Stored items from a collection
++++++
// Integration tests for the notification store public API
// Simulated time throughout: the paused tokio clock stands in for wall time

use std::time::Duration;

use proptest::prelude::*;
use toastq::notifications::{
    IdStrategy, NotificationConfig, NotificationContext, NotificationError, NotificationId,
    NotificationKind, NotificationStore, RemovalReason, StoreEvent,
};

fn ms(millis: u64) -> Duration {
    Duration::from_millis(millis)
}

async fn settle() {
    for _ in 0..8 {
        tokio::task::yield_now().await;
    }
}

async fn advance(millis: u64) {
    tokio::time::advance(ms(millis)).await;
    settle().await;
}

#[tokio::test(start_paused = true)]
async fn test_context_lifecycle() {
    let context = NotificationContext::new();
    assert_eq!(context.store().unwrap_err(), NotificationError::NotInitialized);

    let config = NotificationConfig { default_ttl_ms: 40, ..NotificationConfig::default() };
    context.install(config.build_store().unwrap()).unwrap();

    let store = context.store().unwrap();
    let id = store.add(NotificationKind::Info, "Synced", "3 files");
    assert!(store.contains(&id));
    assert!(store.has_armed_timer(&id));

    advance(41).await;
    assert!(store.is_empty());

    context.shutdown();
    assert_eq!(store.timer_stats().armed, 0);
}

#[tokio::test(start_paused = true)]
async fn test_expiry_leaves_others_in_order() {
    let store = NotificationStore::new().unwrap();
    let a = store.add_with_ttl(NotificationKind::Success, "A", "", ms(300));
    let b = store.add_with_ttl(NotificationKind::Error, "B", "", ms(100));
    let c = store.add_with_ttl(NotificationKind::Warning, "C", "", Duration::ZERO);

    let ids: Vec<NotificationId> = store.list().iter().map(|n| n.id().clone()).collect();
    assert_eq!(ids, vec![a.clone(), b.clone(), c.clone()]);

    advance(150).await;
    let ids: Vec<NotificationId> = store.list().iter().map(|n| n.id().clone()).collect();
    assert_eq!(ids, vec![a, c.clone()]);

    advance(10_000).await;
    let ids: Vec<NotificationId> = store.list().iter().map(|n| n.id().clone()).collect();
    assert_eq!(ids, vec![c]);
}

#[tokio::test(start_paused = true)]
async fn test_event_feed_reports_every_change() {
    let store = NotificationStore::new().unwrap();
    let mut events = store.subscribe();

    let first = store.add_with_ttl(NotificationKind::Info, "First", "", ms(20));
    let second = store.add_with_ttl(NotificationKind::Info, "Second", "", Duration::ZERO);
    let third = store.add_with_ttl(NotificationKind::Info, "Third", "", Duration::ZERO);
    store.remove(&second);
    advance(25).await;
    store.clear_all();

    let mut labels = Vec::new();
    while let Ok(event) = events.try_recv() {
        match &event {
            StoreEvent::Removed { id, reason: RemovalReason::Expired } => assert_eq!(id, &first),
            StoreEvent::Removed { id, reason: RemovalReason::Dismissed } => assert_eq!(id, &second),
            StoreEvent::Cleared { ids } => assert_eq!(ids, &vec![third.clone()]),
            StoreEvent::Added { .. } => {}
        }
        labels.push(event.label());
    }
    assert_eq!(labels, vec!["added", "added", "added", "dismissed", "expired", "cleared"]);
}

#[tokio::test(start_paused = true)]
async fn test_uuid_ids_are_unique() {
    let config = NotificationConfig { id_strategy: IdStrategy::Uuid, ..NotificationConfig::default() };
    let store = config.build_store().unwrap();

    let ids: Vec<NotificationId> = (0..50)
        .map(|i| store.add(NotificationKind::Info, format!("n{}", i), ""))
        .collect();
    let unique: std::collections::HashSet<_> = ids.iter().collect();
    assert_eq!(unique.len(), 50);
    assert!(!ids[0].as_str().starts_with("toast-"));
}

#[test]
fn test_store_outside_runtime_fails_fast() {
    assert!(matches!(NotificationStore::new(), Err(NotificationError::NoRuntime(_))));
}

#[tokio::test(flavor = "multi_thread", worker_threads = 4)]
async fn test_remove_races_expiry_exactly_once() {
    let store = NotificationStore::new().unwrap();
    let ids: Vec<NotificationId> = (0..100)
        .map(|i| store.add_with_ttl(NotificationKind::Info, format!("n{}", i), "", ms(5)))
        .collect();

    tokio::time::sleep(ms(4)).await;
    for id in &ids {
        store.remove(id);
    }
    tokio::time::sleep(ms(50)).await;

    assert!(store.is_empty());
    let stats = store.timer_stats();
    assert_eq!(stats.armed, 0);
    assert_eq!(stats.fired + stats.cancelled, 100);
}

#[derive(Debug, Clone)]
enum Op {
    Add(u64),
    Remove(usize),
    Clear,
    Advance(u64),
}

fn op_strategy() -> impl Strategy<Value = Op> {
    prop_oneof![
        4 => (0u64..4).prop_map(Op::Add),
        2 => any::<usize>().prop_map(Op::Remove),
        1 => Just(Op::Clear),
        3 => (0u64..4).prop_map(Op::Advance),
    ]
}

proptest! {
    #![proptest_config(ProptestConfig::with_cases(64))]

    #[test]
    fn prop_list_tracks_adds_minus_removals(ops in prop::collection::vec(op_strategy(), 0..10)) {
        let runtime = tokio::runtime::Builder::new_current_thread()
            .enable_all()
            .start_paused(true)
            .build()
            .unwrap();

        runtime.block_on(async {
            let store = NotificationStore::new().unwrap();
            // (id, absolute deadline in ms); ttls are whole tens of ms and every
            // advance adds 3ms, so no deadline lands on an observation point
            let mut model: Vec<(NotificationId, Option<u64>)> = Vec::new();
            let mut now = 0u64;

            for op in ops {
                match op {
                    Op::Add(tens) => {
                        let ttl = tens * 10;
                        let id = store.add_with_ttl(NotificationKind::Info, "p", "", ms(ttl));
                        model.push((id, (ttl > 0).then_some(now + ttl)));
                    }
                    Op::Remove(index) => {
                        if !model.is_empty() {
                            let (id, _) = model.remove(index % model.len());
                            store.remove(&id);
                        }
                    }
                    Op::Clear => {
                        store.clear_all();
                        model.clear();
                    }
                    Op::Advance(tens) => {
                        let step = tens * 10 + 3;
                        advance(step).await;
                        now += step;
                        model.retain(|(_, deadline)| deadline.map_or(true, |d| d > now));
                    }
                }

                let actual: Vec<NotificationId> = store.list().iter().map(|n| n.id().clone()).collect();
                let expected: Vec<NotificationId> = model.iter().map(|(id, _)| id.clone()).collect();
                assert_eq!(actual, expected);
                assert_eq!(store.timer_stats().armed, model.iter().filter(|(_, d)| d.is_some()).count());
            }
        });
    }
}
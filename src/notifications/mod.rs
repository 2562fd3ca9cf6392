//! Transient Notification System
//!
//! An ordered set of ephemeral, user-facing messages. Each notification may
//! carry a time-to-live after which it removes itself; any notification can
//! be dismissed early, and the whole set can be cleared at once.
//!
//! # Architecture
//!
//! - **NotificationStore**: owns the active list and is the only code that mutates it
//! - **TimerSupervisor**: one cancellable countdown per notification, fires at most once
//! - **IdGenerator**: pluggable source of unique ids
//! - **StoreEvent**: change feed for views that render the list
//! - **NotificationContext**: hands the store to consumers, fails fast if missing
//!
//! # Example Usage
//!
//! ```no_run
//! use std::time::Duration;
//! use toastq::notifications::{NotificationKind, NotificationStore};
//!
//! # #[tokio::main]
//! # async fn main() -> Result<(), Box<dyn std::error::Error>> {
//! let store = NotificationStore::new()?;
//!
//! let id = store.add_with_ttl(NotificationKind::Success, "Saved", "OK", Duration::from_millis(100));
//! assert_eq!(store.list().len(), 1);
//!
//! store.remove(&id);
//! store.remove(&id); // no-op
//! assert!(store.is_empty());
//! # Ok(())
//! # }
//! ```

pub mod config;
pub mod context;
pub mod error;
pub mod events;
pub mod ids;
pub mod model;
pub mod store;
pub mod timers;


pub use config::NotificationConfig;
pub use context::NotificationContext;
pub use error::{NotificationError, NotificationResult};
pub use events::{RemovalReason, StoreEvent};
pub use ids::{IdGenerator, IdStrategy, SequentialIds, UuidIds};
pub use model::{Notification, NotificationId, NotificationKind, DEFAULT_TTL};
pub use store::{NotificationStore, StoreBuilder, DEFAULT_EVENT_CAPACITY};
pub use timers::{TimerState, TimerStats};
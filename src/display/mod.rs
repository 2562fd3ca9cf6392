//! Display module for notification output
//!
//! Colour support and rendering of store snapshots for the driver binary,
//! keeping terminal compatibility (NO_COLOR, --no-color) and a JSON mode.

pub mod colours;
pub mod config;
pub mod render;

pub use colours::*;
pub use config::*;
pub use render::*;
++++++
Where a line above holds the word "usize", copy it.

TASK OUTPUT:
    Remove(usize),
        2 => any::<usize>().prop_map(Op::Remove),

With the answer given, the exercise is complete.